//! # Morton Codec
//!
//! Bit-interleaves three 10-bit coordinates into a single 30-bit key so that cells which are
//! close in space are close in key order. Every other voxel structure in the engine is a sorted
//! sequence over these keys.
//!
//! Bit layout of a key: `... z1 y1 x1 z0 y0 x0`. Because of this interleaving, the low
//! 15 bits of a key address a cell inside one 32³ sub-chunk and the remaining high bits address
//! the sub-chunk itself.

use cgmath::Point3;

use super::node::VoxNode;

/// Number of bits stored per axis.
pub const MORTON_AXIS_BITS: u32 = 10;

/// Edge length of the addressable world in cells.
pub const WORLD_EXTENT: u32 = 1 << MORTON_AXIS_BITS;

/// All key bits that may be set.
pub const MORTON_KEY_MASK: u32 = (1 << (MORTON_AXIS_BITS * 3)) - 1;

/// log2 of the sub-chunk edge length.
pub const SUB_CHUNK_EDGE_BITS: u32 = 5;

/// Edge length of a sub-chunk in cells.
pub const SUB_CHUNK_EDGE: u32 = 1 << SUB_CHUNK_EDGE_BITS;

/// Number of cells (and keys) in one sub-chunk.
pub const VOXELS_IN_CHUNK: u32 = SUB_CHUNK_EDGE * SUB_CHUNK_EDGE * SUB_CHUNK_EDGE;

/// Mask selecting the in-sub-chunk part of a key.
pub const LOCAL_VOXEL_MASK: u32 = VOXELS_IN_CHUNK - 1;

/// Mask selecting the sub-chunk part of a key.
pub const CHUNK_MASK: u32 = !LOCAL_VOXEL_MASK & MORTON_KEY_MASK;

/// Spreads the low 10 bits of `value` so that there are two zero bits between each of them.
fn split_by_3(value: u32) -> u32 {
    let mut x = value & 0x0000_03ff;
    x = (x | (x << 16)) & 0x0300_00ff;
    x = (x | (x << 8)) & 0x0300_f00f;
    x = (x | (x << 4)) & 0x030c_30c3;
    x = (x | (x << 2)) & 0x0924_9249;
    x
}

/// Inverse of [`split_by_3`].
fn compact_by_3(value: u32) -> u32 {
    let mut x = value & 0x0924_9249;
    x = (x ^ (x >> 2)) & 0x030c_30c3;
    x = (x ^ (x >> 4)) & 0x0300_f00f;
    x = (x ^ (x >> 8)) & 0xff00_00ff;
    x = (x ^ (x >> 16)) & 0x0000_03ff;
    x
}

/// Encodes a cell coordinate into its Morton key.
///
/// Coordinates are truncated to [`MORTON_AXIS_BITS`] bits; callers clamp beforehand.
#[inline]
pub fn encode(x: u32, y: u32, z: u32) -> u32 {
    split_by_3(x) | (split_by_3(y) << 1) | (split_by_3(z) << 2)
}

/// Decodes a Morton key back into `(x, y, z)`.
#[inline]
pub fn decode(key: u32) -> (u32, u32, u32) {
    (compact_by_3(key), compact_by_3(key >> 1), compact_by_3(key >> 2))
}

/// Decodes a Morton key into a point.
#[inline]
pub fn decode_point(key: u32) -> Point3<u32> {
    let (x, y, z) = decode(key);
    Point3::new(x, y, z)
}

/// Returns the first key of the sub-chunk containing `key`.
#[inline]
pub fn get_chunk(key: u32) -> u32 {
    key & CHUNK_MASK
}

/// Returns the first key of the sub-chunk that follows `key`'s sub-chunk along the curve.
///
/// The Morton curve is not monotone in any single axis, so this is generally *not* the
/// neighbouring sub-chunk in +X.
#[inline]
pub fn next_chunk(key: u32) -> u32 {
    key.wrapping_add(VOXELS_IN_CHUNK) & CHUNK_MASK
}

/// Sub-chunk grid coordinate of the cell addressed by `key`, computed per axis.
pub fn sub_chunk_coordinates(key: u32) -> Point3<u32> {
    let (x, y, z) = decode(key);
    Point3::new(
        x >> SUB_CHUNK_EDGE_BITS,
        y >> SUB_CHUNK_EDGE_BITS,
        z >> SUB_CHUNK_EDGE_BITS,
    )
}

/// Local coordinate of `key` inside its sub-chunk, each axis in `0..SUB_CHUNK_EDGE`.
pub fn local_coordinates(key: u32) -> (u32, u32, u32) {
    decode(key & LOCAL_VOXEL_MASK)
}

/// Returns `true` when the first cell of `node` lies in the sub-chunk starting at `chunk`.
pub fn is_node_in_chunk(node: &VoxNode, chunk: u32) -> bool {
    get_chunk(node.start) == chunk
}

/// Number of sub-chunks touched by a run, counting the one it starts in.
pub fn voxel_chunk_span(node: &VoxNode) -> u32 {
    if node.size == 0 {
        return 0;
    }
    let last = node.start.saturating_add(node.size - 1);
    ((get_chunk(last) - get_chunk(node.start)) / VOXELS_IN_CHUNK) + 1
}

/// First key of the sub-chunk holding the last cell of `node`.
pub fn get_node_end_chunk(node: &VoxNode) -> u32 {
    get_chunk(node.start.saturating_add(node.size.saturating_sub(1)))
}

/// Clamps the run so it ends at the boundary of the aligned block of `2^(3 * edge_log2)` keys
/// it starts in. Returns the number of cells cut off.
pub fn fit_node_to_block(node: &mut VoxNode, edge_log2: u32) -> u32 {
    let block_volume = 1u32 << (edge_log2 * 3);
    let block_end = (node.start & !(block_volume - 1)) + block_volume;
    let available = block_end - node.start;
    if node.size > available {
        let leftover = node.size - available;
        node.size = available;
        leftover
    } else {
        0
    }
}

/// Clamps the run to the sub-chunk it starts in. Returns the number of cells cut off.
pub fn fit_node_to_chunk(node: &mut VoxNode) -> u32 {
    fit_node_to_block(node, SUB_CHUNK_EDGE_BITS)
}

□ □ □

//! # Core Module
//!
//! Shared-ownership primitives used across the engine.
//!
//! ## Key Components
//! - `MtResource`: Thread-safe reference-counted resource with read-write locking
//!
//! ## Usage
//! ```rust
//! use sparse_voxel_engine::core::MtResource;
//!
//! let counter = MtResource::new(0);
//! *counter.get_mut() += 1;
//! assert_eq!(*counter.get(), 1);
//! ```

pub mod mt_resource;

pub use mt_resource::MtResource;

□ □ □

__EXERCISE DETAILS__.
From the records above, quote only the lines running from the line with "x = (x | (x << 2)) & 0x0924_9249;" to the line with "x = (x ^ (x >> 8)) & 0xff00_00ff;", both lines included.

__ANSWER SPACE__.
    x = (x | (x << 2)) & 0x0924_9249;
    x
}

/// Inverse of [`split_by_3`].
fn compact_by_3(value: u32) -> u32 {
    let mut x = value & 0x0924_9249;
    x = (x ^ (x >> 2)) & 0x030c_30c3;
    x = (x ^ (x >> 4)) & 0x0300_f00f;
    x = (x ^ (x >> 8)) & 0xff00_00ff;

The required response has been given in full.